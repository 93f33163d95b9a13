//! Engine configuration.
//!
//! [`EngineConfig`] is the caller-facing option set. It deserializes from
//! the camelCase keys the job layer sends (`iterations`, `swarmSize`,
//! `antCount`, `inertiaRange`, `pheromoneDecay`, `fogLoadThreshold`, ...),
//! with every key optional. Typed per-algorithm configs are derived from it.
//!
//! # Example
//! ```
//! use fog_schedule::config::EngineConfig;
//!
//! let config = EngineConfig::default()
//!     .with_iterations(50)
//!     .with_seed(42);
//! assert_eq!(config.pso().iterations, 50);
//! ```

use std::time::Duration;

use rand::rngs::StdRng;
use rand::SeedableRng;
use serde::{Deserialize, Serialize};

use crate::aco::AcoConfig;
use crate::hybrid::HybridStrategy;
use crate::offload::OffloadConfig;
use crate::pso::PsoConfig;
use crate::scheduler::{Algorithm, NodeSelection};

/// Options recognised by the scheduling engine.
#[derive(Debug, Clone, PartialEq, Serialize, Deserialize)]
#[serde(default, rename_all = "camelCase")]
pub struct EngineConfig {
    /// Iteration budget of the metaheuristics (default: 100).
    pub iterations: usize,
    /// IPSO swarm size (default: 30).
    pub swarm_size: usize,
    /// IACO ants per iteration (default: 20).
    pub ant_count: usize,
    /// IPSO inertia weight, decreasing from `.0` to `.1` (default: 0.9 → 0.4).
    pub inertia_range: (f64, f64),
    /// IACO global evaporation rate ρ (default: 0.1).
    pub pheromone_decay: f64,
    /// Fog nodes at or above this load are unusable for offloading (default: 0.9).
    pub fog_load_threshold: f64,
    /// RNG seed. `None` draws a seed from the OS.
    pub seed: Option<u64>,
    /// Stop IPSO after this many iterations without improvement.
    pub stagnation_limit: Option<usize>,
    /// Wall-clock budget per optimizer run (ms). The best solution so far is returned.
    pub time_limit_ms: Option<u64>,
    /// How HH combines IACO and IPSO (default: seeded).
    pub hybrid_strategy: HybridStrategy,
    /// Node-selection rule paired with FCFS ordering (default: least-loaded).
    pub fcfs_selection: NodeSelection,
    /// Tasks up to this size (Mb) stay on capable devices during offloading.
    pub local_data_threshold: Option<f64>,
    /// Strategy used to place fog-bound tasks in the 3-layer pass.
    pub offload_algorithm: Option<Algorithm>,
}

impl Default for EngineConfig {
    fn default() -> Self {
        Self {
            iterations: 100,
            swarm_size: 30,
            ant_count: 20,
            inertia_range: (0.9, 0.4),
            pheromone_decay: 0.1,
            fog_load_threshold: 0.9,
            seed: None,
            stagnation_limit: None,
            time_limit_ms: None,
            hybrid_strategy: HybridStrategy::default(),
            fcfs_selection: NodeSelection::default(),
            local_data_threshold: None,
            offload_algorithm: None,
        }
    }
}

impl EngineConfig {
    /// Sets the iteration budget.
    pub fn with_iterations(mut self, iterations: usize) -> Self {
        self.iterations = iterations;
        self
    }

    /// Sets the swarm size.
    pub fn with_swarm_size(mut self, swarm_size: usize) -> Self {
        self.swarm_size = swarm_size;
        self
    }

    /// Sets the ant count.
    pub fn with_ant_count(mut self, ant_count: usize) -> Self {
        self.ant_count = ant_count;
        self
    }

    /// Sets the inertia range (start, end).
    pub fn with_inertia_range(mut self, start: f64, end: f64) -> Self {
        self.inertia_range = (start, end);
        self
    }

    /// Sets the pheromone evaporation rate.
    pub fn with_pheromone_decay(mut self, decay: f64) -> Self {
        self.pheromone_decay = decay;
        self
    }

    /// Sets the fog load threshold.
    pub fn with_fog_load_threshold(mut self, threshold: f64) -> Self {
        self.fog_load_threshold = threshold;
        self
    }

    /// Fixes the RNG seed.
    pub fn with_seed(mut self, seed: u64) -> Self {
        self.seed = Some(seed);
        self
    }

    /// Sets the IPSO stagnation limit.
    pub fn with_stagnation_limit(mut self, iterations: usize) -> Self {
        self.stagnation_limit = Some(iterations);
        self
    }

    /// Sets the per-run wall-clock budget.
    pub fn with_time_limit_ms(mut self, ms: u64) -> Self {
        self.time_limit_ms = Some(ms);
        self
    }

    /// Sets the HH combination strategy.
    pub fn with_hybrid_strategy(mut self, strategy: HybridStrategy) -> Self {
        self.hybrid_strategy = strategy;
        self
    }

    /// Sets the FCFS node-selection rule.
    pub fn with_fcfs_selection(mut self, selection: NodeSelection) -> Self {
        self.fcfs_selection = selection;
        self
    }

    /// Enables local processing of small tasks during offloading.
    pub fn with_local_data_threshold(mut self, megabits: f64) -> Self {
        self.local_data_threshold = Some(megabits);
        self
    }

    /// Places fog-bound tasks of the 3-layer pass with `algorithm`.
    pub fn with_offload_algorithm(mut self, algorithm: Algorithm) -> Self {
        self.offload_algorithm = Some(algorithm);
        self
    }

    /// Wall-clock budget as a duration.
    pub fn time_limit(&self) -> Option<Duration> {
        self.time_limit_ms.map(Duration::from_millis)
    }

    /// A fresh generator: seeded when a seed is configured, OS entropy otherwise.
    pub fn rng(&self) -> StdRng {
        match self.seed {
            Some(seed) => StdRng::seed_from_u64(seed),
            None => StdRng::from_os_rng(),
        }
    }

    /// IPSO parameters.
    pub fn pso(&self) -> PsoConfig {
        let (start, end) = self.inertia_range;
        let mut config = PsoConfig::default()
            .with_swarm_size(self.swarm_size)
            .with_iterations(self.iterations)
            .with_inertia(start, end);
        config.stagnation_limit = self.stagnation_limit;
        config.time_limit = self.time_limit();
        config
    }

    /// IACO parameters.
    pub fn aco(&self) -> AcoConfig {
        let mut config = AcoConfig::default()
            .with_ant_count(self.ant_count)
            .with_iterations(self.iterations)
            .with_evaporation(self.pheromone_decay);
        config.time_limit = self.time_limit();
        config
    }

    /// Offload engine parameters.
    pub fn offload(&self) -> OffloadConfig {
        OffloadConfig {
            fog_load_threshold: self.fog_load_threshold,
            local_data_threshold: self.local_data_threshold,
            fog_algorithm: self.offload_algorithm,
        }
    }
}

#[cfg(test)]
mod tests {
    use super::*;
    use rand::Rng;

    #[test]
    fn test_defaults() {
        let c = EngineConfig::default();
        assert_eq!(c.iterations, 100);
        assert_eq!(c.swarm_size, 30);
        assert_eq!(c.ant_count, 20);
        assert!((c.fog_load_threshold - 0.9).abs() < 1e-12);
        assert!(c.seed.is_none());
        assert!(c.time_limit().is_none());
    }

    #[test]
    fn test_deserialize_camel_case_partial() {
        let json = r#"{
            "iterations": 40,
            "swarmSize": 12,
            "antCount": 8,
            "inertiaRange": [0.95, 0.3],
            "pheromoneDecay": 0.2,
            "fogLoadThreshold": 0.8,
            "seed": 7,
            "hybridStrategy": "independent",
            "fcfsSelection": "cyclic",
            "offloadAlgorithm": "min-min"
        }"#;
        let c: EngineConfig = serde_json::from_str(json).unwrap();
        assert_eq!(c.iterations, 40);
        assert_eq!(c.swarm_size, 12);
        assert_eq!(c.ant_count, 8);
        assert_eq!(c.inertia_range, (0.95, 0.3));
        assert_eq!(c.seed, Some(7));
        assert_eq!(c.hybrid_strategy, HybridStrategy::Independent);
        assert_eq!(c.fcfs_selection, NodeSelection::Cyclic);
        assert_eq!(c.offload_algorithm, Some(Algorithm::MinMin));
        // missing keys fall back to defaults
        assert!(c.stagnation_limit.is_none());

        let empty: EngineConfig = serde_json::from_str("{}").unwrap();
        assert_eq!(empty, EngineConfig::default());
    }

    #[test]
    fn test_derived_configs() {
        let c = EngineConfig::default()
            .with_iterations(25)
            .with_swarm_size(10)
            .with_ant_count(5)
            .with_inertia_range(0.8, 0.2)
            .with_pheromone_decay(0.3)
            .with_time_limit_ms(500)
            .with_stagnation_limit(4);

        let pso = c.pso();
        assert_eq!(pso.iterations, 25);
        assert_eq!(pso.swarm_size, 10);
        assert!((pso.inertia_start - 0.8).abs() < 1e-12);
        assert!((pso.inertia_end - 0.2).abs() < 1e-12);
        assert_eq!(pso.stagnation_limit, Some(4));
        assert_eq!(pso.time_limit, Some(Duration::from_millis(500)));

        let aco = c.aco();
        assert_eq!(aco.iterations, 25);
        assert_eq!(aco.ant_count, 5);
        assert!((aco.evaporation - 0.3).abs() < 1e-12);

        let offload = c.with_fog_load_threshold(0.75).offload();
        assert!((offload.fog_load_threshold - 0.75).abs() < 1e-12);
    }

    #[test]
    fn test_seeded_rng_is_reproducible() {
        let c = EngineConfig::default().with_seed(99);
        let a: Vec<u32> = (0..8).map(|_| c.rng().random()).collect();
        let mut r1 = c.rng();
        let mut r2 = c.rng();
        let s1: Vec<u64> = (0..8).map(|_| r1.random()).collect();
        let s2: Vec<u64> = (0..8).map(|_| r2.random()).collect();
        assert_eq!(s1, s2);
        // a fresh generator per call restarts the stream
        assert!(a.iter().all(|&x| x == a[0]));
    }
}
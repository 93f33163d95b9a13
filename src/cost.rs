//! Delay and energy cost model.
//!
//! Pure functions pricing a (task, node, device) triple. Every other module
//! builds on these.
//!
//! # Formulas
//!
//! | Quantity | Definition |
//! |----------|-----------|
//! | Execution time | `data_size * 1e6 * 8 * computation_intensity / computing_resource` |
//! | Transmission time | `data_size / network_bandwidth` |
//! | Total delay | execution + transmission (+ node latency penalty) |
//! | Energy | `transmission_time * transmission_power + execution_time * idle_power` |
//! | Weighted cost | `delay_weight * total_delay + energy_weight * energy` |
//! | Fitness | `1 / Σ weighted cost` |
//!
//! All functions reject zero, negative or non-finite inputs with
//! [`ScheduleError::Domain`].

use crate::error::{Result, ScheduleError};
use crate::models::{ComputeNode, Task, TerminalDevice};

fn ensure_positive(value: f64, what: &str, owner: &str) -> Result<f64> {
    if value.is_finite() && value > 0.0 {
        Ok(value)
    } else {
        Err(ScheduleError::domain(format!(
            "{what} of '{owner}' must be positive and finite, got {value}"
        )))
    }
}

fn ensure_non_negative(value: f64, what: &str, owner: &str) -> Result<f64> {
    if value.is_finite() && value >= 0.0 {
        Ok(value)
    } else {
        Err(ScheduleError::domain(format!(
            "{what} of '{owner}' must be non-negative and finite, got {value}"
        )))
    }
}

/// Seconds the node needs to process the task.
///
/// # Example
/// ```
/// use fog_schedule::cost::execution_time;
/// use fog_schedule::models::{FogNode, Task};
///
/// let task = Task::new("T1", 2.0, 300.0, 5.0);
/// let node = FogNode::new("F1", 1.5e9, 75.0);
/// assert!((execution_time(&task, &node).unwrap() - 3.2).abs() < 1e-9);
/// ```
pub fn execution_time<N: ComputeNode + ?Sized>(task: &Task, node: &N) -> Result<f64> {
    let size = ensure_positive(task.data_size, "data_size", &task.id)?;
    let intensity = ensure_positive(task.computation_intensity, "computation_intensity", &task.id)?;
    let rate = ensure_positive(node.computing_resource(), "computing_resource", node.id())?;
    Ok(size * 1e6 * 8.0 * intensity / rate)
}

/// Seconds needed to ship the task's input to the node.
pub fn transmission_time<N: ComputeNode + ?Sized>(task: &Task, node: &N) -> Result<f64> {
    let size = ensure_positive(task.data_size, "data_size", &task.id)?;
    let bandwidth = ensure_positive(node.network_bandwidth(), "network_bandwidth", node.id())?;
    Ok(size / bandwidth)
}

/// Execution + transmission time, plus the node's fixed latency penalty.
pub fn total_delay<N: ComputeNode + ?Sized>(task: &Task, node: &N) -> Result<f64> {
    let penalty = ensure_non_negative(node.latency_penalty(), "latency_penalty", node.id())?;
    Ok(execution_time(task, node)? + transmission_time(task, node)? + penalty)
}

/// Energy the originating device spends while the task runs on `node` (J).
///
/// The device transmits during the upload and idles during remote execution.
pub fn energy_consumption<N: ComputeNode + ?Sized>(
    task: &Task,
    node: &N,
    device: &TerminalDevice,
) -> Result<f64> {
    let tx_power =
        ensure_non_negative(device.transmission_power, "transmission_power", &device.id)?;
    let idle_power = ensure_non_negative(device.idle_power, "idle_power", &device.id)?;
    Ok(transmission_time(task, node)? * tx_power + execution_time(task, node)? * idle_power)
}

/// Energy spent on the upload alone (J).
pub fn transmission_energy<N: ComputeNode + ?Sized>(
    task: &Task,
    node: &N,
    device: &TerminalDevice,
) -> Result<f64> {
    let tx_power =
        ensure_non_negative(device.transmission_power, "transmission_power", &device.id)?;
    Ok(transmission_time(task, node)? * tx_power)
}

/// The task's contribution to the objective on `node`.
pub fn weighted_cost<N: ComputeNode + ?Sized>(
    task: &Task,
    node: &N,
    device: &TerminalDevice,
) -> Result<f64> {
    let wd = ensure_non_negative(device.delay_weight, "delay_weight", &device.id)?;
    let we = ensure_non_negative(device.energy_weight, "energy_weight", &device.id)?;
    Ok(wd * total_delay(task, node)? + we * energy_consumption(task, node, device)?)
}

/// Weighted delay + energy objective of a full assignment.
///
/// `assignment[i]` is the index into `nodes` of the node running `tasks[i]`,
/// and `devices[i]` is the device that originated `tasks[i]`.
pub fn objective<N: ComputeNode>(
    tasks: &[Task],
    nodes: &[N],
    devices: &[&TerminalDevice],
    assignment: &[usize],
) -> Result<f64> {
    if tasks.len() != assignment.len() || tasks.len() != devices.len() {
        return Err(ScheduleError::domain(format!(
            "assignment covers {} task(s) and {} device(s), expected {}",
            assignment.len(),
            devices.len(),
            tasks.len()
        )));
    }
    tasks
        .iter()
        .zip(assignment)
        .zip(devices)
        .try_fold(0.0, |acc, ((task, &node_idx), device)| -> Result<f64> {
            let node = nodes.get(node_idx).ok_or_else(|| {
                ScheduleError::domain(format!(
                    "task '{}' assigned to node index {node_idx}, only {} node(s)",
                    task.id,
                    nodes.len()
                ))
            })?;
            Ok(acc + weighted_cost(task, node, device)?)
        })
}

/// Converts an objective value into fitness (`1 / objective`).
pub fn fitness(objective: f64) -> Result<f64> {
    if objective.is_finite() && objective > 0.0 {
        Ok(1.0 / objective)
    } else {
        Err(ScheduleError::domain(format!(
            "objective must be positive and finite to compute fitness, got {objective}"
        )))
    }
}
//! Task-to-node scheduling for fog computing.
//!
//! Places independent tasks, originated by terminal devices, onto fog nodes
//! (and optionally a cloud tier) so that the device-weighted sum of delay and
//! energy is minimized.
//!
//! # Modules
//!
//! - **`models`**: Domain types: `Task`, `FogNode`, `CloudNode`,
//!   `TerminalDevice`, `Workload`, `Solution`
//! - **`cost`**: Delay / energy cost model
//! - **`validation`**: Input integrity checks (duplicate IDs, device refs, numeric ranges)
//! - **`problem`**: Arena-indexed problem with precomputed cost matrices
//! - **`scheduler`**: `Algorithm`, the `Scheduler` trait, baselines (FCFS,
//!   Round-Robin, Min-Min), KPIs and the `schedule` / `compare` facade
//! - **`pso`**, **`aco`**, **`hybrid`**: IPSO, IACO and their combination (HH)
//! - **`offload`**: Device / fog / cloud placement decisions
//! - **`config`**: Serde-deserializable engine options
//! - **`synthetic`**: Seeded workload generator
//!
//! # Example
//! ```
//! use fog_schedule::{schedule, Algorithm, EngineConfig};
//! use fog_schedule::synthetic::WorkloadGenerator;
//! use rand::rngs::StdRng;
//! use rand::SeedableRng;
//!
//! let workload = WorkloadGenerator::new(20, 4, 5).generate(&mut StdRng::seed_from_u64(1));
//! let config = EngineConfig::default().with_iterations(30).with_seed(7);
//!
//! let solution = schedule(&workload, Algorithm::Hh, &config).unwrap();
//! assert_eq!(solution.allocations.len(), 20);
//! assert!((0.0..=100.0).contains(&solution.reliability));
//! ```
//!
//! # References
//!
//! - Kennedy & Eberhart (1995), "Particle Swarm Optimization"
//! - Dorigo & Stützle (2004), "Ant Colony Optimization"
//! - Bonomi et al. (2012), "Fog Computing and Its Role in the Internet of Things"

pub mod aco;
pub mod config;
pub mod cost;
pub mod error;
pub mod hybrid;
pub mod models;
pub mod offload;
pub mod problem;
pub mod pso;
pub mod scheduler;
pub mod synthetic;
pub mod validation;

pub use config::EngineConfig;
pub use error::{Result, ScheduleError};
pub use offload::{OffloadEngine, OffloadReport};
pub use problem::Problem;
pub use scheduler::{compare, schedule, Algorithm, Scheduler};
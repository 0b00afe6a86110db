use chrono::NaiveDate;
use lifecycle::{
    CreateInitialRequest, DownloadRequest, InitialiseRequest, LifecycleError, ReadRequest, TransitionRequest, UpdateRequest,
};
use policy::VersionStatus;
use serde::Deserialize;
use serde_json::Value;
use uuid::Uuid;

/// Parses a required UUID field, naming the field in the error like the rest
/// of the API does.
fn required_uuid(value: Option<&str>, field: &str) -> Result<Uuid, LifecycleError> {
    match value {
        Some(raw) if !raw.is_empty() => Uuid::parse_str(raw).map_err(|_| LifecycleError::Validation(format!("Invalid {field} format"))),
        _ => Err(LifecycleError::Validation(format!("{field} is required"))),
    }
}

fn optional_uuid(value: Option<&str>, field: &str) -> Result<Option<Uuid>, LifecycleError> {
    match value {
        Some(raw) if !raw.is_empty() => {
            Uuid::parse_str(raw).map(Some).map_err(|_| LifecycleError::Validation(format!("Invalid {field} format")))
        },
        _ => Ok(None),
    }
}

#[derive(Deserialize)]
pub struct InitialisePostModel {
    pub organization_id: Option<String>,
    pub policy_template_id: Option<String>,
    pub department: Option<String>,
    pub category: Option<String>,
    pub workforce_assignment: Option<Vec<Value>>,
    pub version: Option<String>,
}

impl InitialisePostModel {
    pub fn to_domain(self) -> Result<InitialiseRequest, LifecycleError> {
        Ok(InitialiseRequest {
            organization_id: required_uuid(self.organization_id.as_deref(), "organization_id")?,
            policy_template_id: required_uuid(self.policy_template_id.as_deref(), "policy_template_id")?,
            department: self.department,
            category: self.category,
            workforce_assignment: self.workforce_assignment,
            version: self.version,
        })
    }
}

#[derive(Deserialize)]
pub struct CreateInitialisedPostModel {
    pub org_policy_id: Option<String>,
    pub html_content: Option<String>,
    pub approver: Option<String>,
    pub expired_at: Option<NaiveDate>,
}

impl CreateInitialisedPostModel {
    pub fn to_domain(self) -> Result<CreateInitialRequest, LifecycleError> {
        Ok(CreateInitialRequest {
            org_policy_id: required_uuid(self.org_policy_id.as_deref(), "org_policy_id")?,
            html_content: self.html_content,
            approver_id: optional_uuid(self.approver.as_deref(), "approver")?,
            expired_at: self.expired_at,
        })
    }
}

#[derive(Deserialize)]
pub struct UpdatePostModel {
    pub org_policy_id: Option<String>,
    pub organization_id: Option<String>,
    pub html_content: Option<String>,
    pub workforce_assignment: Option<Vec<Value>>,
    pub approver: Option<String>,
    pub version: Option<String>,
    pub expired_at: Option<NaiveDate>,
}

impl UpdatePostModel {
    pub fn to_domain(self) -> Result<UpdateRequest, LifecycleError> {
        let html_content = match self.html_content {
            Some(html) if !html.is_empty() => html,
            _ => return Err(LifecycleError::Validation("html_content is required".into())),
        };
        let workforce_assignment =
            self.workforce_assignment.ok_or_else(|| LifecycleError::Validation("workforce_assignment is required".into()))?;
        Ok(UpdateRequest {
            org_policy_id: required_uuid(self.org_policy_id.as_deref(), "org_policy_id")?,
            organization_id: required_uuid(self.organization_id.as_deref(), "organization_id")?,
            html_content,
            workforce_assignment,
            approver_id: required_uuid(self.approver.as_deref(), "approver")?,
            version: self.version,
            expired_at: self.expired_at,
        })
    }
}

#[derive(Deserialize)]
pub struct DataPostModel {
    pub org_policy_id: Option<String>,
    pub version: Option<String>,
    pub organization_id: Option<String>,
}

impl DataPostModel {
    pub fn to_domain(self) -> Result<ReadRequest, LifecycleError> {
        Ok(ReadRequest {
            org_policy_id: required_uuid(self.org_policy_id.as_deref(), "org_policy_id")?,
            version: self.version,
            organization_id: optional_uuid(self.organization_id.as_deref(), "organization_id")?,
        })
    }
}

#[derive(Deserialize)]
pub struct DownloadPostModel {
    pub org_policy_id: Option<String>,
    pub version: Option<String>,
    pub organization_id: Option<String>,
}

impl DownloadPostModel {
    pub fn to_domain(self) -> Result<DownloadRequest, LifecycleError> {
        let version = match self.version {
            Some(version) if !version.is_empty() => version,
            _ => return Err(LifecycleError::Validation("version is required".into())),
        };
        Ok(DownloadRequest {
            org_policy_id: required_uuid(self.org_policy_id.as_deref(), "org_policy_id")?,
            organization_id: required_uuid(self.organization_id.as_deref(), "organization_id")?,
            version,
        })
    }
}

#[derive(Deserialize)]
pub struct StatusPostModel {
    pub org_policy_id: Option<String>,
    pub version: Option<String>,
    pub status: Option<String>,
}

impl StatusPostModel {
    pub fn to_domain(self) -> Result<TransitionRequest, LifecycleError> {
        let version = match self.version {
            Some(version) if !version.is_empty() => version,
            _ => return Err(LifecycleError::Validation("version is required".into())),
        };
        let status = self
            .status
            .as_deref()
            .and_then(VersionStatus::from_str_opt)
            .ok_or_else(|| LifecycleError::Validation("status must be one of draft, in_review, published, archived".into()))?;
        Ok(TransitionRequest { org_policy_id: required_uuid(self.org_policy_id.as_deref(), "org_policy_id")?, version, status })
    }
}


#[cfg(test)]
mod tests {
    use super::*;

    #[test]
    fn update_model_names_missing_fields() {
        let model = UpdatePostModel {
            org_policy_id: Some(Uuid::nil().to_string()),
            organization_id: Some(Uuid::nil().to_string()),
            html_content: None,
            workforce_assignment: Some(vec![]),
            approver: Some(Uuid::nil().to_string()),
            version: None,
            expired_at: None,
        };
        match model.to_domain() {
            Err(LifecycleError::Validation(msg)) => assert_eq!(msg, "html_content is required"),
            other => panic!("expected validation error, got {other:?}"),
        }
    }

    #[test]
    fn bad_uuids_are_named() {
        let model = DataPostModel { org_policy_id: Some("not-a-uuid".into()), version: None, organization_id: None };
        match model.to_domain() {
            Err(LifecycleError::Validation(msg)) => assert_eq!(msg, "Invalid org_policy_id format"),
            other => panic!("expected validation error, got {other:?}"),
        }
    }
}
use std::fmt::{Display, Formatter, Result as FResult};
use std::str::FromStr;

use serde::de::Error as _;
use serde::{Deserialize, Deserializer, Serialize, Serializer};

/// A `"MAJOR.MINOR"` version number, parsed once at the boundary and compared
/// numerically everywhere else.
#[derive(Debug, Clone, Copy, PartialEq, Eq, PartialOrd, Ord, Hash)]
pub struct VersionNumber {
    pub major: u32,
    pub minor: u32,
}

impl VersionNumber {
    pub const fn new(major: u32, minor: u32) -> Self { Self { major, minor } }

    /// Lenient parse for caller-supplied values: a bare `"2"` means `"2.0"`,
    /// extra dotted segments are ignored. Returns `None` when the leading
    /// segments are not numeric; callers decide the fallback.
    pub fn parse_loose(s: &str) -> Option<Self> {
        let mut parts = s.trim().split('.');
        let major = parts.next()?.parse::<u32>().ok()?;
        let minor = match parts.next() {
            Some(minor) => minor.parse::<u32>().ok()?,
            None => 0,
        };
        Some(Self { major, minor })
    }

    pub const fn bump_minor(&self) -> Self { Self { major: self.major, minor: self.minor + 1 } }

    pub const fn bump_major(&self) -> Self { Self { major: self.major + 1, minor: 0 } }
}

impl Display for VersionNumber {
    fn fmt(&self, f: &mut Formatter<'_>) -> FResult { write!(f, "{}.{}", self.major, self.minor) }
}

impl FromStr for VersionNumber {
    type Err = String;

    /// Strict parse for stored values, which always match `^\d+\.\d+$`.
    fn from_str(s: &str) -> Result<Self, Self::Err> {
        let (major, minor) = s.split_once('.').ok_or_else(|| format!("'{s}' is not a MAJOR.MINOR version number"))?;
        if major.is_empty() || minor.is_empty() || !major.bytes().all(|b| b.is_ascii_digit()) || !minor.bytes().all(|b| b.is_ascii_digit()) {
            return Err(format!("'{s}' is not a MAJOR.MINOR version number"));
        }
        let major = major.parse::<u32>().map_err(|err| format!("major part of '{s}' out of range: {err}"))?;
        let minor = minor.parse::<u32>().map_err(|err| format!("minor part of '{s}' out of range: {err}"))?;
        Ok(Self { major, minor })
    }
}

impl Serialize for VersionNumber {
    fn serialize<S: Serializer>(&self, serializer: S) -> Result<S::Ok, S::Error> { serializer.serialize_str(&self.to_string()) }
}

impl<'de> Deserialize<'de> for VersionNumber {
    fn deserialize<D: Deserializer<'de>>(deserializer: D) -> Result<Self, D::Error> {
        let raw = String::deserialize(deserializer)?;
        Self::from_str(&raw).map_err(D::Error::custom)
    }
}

> **TASK TO CARRY OUT**
Return from the data every line that holds "collect".

> **FINISHED TASK**
        let a: Vec<u32> = (0..8).map(|_| c.rng().random()).collect();
        let s1: Vec<u64> = (0..8).map(|_| r1.random()).collect();
        let s2: Vec<u64> = (0..8).map(|_| r2.random()).collect();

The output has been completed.